Could Incentives Save You Thousands?

(Nerdwallet) – I recently got a good deal on my third electric car, and it reminded me how different the process is from buying a regular gasoline vehicle.

While much of the conventional car buying advice still applies, there are additional steps that, when done correctly, can save you thousands of dollars. Here is the strategy I have developed over the past 10 years of buying electric vehicles that will help you get the best deal on the right car.

What incentives and discounts are available?

Without financial assistance such as incentives, you will pay significantly more for electric vehicles than their gas-powered counterparts. The incentives, which vary from car to car, can also affect which electric vehicle you choose.

There are three general types of incentives:

  • Incentives in cash your state and local governments and, in some cases, power companies.
  • A federal tax credit of $ 7,500 if you buy an electric vehicle from an eligible manufacturer.
  • Local benefits such as access to carpool lanes, free charging and free parking.

Since I was planning on buying the Hyundai Kona EV, I knew I would get a check for $ 2,000 from the California Clean Vehicle Rebate Project and $ 1,500 off the price of the car from my utility, Southern. California Edison. The car is also eligible for the federal tax credit of $ 7,500, bringing the potential amount of help available in my case to $ 11,000.

Plus, I had access to a carpool lane, a huge plus in the traffic-congested LA area.

Should I rent or buy an electric vehicle?

Electric cars often benefit from special financing programs from the manufacturer. To find what’s available, go to the automaker’s website and look for a tab that says something like “deals” or “local specials”.

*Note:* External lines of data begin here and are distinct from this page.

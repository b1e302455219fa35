// Ultralytics 🚀 AGPL-3.0 License - https://ultralytics.com/license

/// 读帧线程
/// Reader stage: FrameSource → 队列A
use super::control::PlaybackControl;
use super::queue::{PushOutcome, QueueProducer};
use super::Frame;
use crate::input::FrameSource;
use std::time::{Duration, Instant};
use tracing::{debug, info, warn};

/// 读帧线程退出原因
#[derive(Clone, Debug, PartialEq, Eq)]
pub enum ReaderEnd {
    /// 视频读完 (或读帧失败, 同样视为结束), 已发送结束标记
    Exhausted,
    /// 流水线已停止, 未发送结束标记
    Cancelled,
    /// 推理线程已退出, 队列无人消费
    Disconnected,
}

#[derive(Clone, Debug, PartialEq, Eq)]
pub struct ReaderReport {
    pub frames_read: u64,
    pub frames_forwarded: u64,
    pub read_error: Option<String>,
    pub end: ReaderEnd,
}

/// 读帧循环: 读帧 → 背压入队, 结束时发送一次结束标记
pub fn run<S>(
    source: &mut S,
    tx: QueueProducer<Frame>,
    control: &PlaybackControl,
    retry: Duration,
) -> ReaderReport
where
    S: FrameSource + ?Sized,
{
    info!("🎬 读帧线程启动");

    let mut report = ReaderReport {
        frames_read: 0,
        frames_forwarded: 0,
        read_error: None,
        end: ReaderEnd::Exhausted,
    };

    let mut count = 0u64;
    let mut last = Instant::now();

    while control.is_running() {
        let frame = match source.read_next() {
            Ok(Some(frame)) => frame,
            Ok(None) => {
                debug!("视频源读取完毕");
                break;
            }
            Err(e) => {
                warn!("⚠️  读帧失败, 按视频结束处理: {}", e);
                report.read_error = Some(e.to_string());
                break;
            }
        };
        report.frames_read += 1;

        match tx.push_with_retry(frame, control, retry) {
            PushOutcome::Delivered => report.frames_forwarded += 1,
            PushOutcome::Cancelled => {
                report.end = ReaderEnd::Cancelled;
                break;
            }
            PushOutcome::Disconnected => {
                report.end = ReaderEnd::Disconnected;
                break;
            }
        }

        count += 1;
        if last.elapsed().as_secs_f64() >= 1.0 {
            let fps = count as f64 / last.elapsed().as_secs_f64();
            debug!(
                "📺 读帧统计: 读取{}帧 | {:.1}fps | 队列A {}/{}",
                report.frames_read,
                fps,
                tx.len(),
                tx.capacity()
            );
            last = Instant::now();
            count = 0;
        }
    }

    if report.end == ReaderEnd::Exhausted {
        // 循环因停止而退出时不再发送结束标记
        report.end = match tx.finish(control, retry) {
            PushOutcome::Delivered => ReaderEnd::Exhausted,
            PushOutcome::Cancelled => ReaderEnd::Cancelled,
            PushOutcome::Disconnected => ReaderEnd::Disconnected,
        };
    }

    info!(
        "✅ 读帧线程退出: 读取{}帧, 入队{}帧 ({:?})",
        report.frames_read, report.frames_forwarded, report.end
    );
    report
}
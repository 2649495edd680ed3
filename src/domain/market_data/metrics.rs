//! Metric slots and their display formatting.
//!
//! A slot starts in `Loading` and every refresh overwrites it with either
//! `Ready` or `Failed`; it never goes back to `Loading`.

use super::entities::{AssetQuote, FundingRate, LongShortRatio, OpenInterestUsd, PerpetualQuote};
use crate::domain::errors::FetchResult;

pub const LOADING_TEXT: &str = "Loading...";
pub const ERROR_TEXT: &str = "Error";

#[derive(Debug, Clone, PartialEq, Default)]
pub enum MetricSlot<T> {
    #[default]
    Loading,
    Ready(T),
    Failed,
}

impl<T> MetricSlot<T> {
    pub fn from_result(result: FetchResult<T>) -> Self {
        match result {
            Ok(value) => Self::Ready(value),
            Err(_) => Self::Failed,
        }
    }

    pub fn ready(&self) -> Option<&T> {
        match self {
            Self::Ready(value) => Some(value),
            _ => None,
        }
    }

    pub fn is_failed(&self) -> bool {
        matches!(self, Self::Failed)
    }

    /// Render through `format`, or the sentinel text for non-ready slots
    pub fn display(&self, format: impl FnOnce(&T) -> MetricDisplay) -> MetricDisplay {
        match self {
            Self::Loading => MetricDisplay::neutral(LOADING_TEXT),
            Self::Ready(value) => format(value),
            Self::Failed => MetricDisplay::neutral(ERROR_TEXT),
        }
    }
}

/// Direction hint, only used for colour
#[derive(Debug, Clone, Copy, PartialEq, Eq)]
pub enum Tone {
    Positive,
    Negative,
    Neutral,
}

impl Tone {
    pub fn css_class(&self) -> &'static str {
        match self {
            Tone::Positive => "metric-value positive",
            Tone::Negative => "metric-value negative",
            Tone::Neutral => "metric-value",
        }
    }
}

#[derive(Debug, Clone, PartialEq)]
pub struct MetricDisplay {
    pub text: String,
    pub tone: Tone,
}

impl MetricDisplay {
    pub fn new(text: impl Into<String>, tone: Tone) -> Self {
        Self { text: text.into(), tone }
    }

    pub fn neutral(text: impl Into<String>) -> Self {
        Self::new(text, Tone::Neutral)
    }
}

/// `0.0001` → `0.0100%`; sign of the shown value picks the tone
pub fn funding_rate_display(rate: &FundingRate) -> MetricDisplay {
    let text = format!("{:.4}", rate.0 * 100.0);
    let shown = text.parse::<f64>().unwrap_or(0.0);
    let tone = if shown >= 0.0 { Tone::Positive } else { Tone::Negative };
    MetricDisplay::new(format!("{text}%"), tone)
}

pub fn longs_display(ratio: &LongShortRatio) -> MetricDisplay {
    MetricDisplay::new(format!("{:.2}%", ratio.long_account * 100.0), Tone::Positive)
}

pub fn shorts_display(ratio: &LongShortRatio) -> MetricDisplay {
    MetricDisplay::new(format!("{:.2}%", ratio.short_account * 100.0), Tone::Negative)
}

/// `$` plus en-US grouping, trailing zero cents dropped (`$1,234,567.5`)
pub fn open_interest_display(value: &OpenInterestUsd) -> MetricDisplay {
    MetricDisplay::neutral(format!("${}", format_grouped(value.0, 0, 2)))
}

/// Dollar amount with cents, `$98,784.39`
pub fn usd_text(value: f64) -> String {
    format!("${}", format_grouped(value, 2, 2))
}

pub fn quote_price_text(quote: &AssetQuote) -> String {
    usd_text(quote.usd)
}

/// Absolute 24h change; tone is positive only for strictly rising prices
pub fn quote_change_display(quote: &AssetQuote) -> MetricDisplay {
    let tone = if quote.usd_24h_change > 0.0 { Tone::Positive } else { Tone::Negative };
    MetricDisplay::new(format!("{:.2}%", quote.usd_24h_change.abs()), tone)
}

/// Arrow plus absolute 24h change; a flat day counts as rising
pub fn perpetual_change_display(quote: &PerpetualQuote) -> MetricDisplay {
    let (arrow, tone) = if quote.change_24h >= 0.0 { ('↑', Tone::Positive) } else { ('↓', Tone::Negative) };
    MetricDisplay::new(format!("{arrow} {}%", quote.change_24h.abs()), tone)
}

/// Open interest in thousands of contracts, `1250000` → `1,250.00K`
pub fn open_interest_thousands_text(contracts: f64) -> String {
    format!("{}K", format_grouped(contracts / 1000.0, 2, 2))
}

/// Thousands-separated decimal with between `min_frac` and `max_frac`
/// fraction digits.
pub fn format_grouped(value: f64, min_frac: usize, max_frac: usize) -> String {
    let fixed = format!("{:.*}", max_frac, value.abs());
    let (int_part, frac_part) = match fixed.split_once('.') {
        Some((i, f)) => (i.to_string(), f.to_string()),
        None => (fixed.clone(), String::new()),
    };

    let mut frac = frac_part;
    while frac.len() > min_frac && frac.ends_with('0') {
        frac.pop();
    }

    let digits: Vec<char> = int_part.chars().collect();
    let mut grouped = String::with_capacity(digits.len() + digits.len() / 3);
    for (i, ch) in digits.iter().enumerate() {
        if i > 0 && (digits.len() - i) % 3 == 0 {
            grouped.push(',');
        }
        grouped.push(*ch);
    }

    let negative = value < 0.0 && fixed.chars().any(|c| c.is_ascii_digit() && c != '0');
    let sign = if negative { "-" } else { "" };
    if frac.is_empty() { format!("{sign}{grouped}") } else { format!("{sign}{grouped}.{frac}") }
}
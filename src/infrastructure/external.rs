//! Resources injected into `<head>` for the lifetime of a view.
//!
//! Everything added through [`ScopedExternalResources`] is removed again on
//! [`ScopedExternalResources::release`] or drop, including a pending script
//! `onload` callback.

use crate::config::TradingViewOptions;
use crate::domain::errors::{AppError, AppResult};
use crate::domain::logging::LogComponent;
use crate::{log_debug, log_warn};
use js_sys::{Array, Function, JSON, Reflect};
use wasm_bindgen::closure::Closure;
use wasm_bindgen::{JsCast, JsValue};
use web_sys::{Document, Element, HtmlScriptElement};

const COMPONENT: LogComponent = LogComponent::Infrastructure("ExternalResources");

fn browser_err(context: &str, err: JsValue) -> AppError {
    AppError::Browser(format!("{context}: {err:?}"))
}

fn document() -> AppResult<Document> {
    web_sys::window()
        .and_then(|w| w.document())
        .ok_or_else(|| AppError::Browser("document not available".to_string()))
}

#[derive(Default)]
pub struct ScopedExternalResources {
    nodes: Vec<Element>,
    onload: Vec<(HtmlScriptElement, Closure<dyn FnMut()>)>,
}

impl ScopedExternalResources {
    pub fn new() -> Self {
        Self::default()
    }

    /// Number of injected nodes still attached
    pub fn len(&self) -> usize {
        self.nodes.len()
    }

    pub fn is_empty(&self) -> bool {
        self.nodes.is_empty()
    }

    pub fn inject_stylesheet(&mut self, css: &str) -> AppResult<()> {
        let document = document()?;
        let head = document.head().ok_or_else(|| AppError::Browser("<head> missing".to_string()))?;
        let style = document.create_element("style").map_err(|e| browser_err("create <style>", e))?;
        style.set_text_content(Some(css));
        head.append_child(&style).map_err(|e| browser_err("append <style>", e))?;
        self.nodes.push(style);
        Ok(())
    }

    /// Append an async `<script src>`; `on_load` runs once it has loaded
    pub fn inject_script(&mut self, src: &str, on_load: impl FnOnce() + 'static) -> AppResult<()> {
        let document = document()?;
        let head = document.head().ok_or_else(|| AppError::Browser("<head> missing".to_string()))?;
        let script: HtmlScriptElement = document
            .create_element("script")
            .map_err(|e| browser_err("create <script>", e))?
            .dyn_into()
            .map_err(|_| AppError::Browser("<script> cast failed".to_string()))?;
        script.set_src(src);
        script.set_async(true);

        let callback = Closure::once(on_load);
        script.set_onload(Some(callback.as_ref().unchecked_ref()));
        head.append_child(&script).map_err(|e| browser_err("append <script>", e))?;

        log_debug!(COMPONENT, "injected script {src}");
        self.nodes.push(script.clone().unchecked_into());
        self.onload.push((script, callback));
        Ok(())
    }

    pub fn release(&mut self) {
        for (script, _callback) in self.onload.drain(..) {
            script.set_onload(None);
        }
        let count = self.nodes.len();
        for node in self.nodes.drain(..) {
            node.remove();
        }
        if count > 0 {
            log_debug!(COMPONENT, "released {count} injected nodes");
        }
    }
}

impl Drop for ScopedExternalResources {
    fn drop(&mut self) {
        self.release();
    }
}

/// Construct `new TradingView.widget(options)`; needs `tv.js` loaded
pub fn mount_trading_view(options: &TradingViewOptions) -> AppResult<()> {
    let window = web_sys::window().ok_or_else(|| AppError::Browser("window not available".to_string()))?;
    let namespace = Reflect::get(&window, &JsValue::from_str("TradingView"))
        .map_err(|e| browser_err("TradingView lookup", e))?;
    if namespace.is_undefined() {
        log_warn!(COMPONENT, "TradingView namespace missing after script load");
        return Err(AppError::Browser("TradingView not loaded".to_string()));
    }
    let constructor: Function = Reflect::get(&namespace, &JsValue::from_str("widget"))
        .map_err(|e| browser_err("TradingView.widget lookup", e))?
        .dyn_into()
        .map_err(|_| AppError::Browser("TradingView.widget is not a constructor".to_string()))?;

    let json = serde_json::to_string(options).map_err(|e| AppError::Config(e.to_string()))?;
    let config = JSON::parse(&json).map_err(|e| browser_err("widget options", e))?;
    Reflect::construct(&constructor, &Array::of1(&config)).map_err(|e| browser_err("new TradingView.widget", e))?;
    Ok(())
}
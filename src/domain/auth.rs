//! In-memory mock authentication. No credential is ever checked or stored.

use crate::domain::errors::{AppError, AppResult};

#[derive(Debug, Clone, Copy, PartialEq, Default)]
pub struct TradingStats {
    pub win_rate: f64,
    pub total_trades: u32,
}

#[derive(Debug, Clone, PartialEq)]
pub struct User {
    pub id: String,
    pub username: String,
    pub email: String,
    pub trading_stats: TradingStats,
}

/// Holds the single signed-in user, if any
#[derive(Debug, Clone, Default, PartialEq)]
pub struct AuthState {
    user: Option<User>,
}

impl AuthState {
    pub fn user(&self) -> Option<&User> {
        self.user.as_ref()
    }

    pub fn is_authenticated(&self) -> bool {
        self.user.is_some()
    }

    /// Username is the local part of the email
    pub fn sign_in(&mut self, email: &str, password: &str) -> AppResult<&User> {
        let email = require("email", email)?;
        require("password", password)?;
        let username = email.split('@').next().unwrap_or(email).to_string();
        Ok(&*self.user.insert(fabricate(username, email)))
    }

    pub fn sign_up(&mut self, username: &str, email: &str, password: &str) -> AppResult<&User> {
        let username = require("username", username)?;
        let email = require("email", email)?;
        require("password", password)?;
        Ok(&*self.user.insert(fabricate(username.to_string(), email)))
    }

    pub fn sign_out(&mut self) {
        self.user = None;
    }
}

fn require<'a>(field: &str, value: &'a str) -> AppResult<&'a str> {
    let trimmed = value.trim();
    if trimmed.is_empty() {
        return Err(AppError::Validation(format!("{field} is required")));
    }
    Ok(trimmed)
}

fn fabricate(username: String, email: &str) -> User {
    User { id: "1".to_string(), username, email: email.to_string(), trading_stats: TradingStats::default() }
}

#[cfg(test)]
mod tests {
    use super::*;

    #[test]
    fn sign_in_derives_username_from_email() {
        let mut auth = AuthState::default();
        let user = auth.sign_in("satoshi@example.com", "pw").unwrap();
        assert_eq!(user.username, "satoshi");
        assert_eq!(user.trading_stats.total_trades, 0);
        assert!(auth.is_authenticated());
    }

    #[test]
    fn sign_up_keeps_username_and_sign_out_clears() {
        let mut auth = AuthState::default();
        auth.sign_up("hal", "hal@example.com", "pw").unwrap();
        assert_eq!(auth.user().unwrap().username, "hal");
        auth.sign_out();
        assert!(!auth.is_authenticated());
    }

    #[test]
    fn empty_fields_are_rejected() {
        let mut auth = AuthState::default();
        assert!(auth.sign_in("", "pw").is_err());
        assert!(auth.sign_up("x", "x@example.com", " ").is_err());
        assert!(!auth.is_authenticated());
    }
}
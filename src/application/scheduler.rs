//! Timer and task seam between the pollers and the event loop.

use futures::future::{FutureExt, LocalBoxFuture};
use std::cell::Cell;
use std::future::Future;
use std::rc::Rc;
use std::time::Duration;

/// Spawns local tasks and repeating timers.
///
/// Dropping a `Timer` cancels it; no tick fires afterwards.
pub trait TaskScheduler: Clone + 'static {
    type Timer: 'static;

    fn spawn(&self, task: LocalBoxFuture<'static, ()>);

    fn every(&self, period: Duration, tick: Box<dyn FnMut()>) -> Self::Timer;
}

/// Shared on/off switch checked before every state write
#[derive(Debug, Clone)]
pub struct ActivityFlag(Rc<Cell<bool>>);

impl Default for ActivityFlag {
    fn default() -> Self {
        Self(Rc::new(Cell::new(true)))
    }
}

impl ActivityFlag {
    pub fn is_active(&self) -> bool {
        self.0.get()
    }

    pub fn set(&self, active: bool) {
        self.0.set(active);
    }
}

/// Schedule `make_task` to be spawned on every tick of `period`
pub fn spawn_repeating<T, F, Fut>(scheduler: &T, period: Duration, make_task: F) -> T::Timer
where
    T: TaskScheduler,
    F: Fn() -> Fut + 'static,
    Fut: Future<Output = ()> + 'static,
{
    let spawner = scheduler.clone();
    scheduler.every(period, Box::new(move || spawner.spawn(make_task().boxed_local())))
}

/// Owns the timers of one activated poller. Stopping (or dropping) cancels
/// every timer and flips the activity flag so in-flight responses are
/// discarded when they land.
pub struct PollingHandle<H> {
    timers: Vec<H>,
    active: ActivityFlag,
}

impl<H> PollingHandle<H> {
    pub fn new(timers: Vec<H>, active: ActivityFlag) -> Self {
        Self { timers, active }
    }

    pub fn is_active(&self) -> bool {
        self.active.is_active() && !self.timers.is_empty()
    }

    pub fn timer_count(&self) -> usize {
        self.timers.len()
    }

    pub fn stop(&mut self) {
        self.active.set(false);
        self.timers.clear();
    }
}

impl<H> Drop for PollingHandle<H> {
    fn drop(&mut self) {
        self.stop();
    }
}
use crate::app::Route;
use crate::domain::auth::AuthState;
use leptos::*;
use once_cell::sync::OnceCell;

/// App-wide signals shared by the routing shell and the pages
pub struct Globals {
    pub route: RwSignal<Route>,
    pub auth: RwSignal<AuthState>,
}

static GLOBALS: OnceCell<Globals> = OnceCell::new();

pub fn globals() -> &'static Globals {
    GLOBALS.get_or_init(|| Globals {
        route: create_rw_signal(Route::from_current_location()),
        auth: create_rw_signal(AuthState::default()),
    })
}

crate::global_signals! {
    pub current_route => route: Route,
    pub auth_state => auth: AuthState,
}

You can see both rental and purchase options, but experience has shown me that it is better to rent an electric car because:

  • Electric vehicles depreciate rapidly, 52% in three years, according to Car and Driver. If you buy an electric vehicle and want to sell it after, say, five years, you will have lost more money than with a gasoline-powered car.
  • Technology is changing rapidly, so your electric vehicle will be obsolete in three years.
  • The range of travel electric cars is growing rapidly. I got 73 miles per charge in my first EV, the 2011 Nissan Leaf, 103 miles in my 2012 Toyota RAV4 EV, and 258 miles in my Kona.
  • Some EV batteries lose their ability to fully recharge after a few years.

Part of my decision to get the Hyundai (in addition to good expert reviews) was that the manufacturer was offering a special lease for this month: $ 1999 in moving costs and a monthly payment of $ 199. for a three-year lease offering 10,000 miles per year. .

To achieve this relatively low monthly payment, Hyundai reduced the cost of this car, which was $ 39,000, by $ 12,000. This reduction includes the $ 7,500 tax credit, which in the case of a lease goes to the manufacturer, and the $ 1,500 support from the local utility company.

The other incentive available, the state’s $ 2,000 rebate, went into my pocket.

How do I locate the EV I want?

Car manufacturers produce a limited number of electric vehicles, so it can be difficult to find the car you want. In some cases, cars in demand or not yet marketed may require you to register on a waiting list. For example, the Volkswagen ID.4 Pro 2021 has a “build and reserve” feature that allows you to specify the car as desired.

A local dealer most likely has a demo EV model that you can test drive before ordering. If possible, try charging the car at home to make sure the connector is compatible. Also experience “one-pedal driving” – a feature popular with EV drivers – which means you don’t constantly move your foot from the brake pedal to the accelerator pedal.

Not all salespeople know the EVs they have on their land. Check Yelp Reviews for the names of knowledgeable sellers or call the Sales Manager and ask if there is a designated EV seller. A good EV salesperson can know what incentives you’ve been missing and contractors who can install home charging units, and they can even help you decide. if an electric vehicle meets your needs.

What’s the best way to close the deal?

If you are renting an electric vehicle, or a car for that matter, you don’t need to purchase an extended warranty because the bumper-to-bumper warranty will be in effect for at least the three years of the lease.

Still, the CFO will likely offer other extras, such as a warranty covering excessive wear, wheel and tire damage, and windshield repairs. These warranties are expensive (in my case, it would have added over $ 1,000 to my contract), and the cost often outweighs the benefits to drivers, according to Consumer Reports.

If you decide to buy and haven’t put in a lot of money, consider adding gap insurance. Severe depreciation could force you to pay more than the car is worth if it is accumulated in an accident. Your insurance company may offer a better price than the dealer.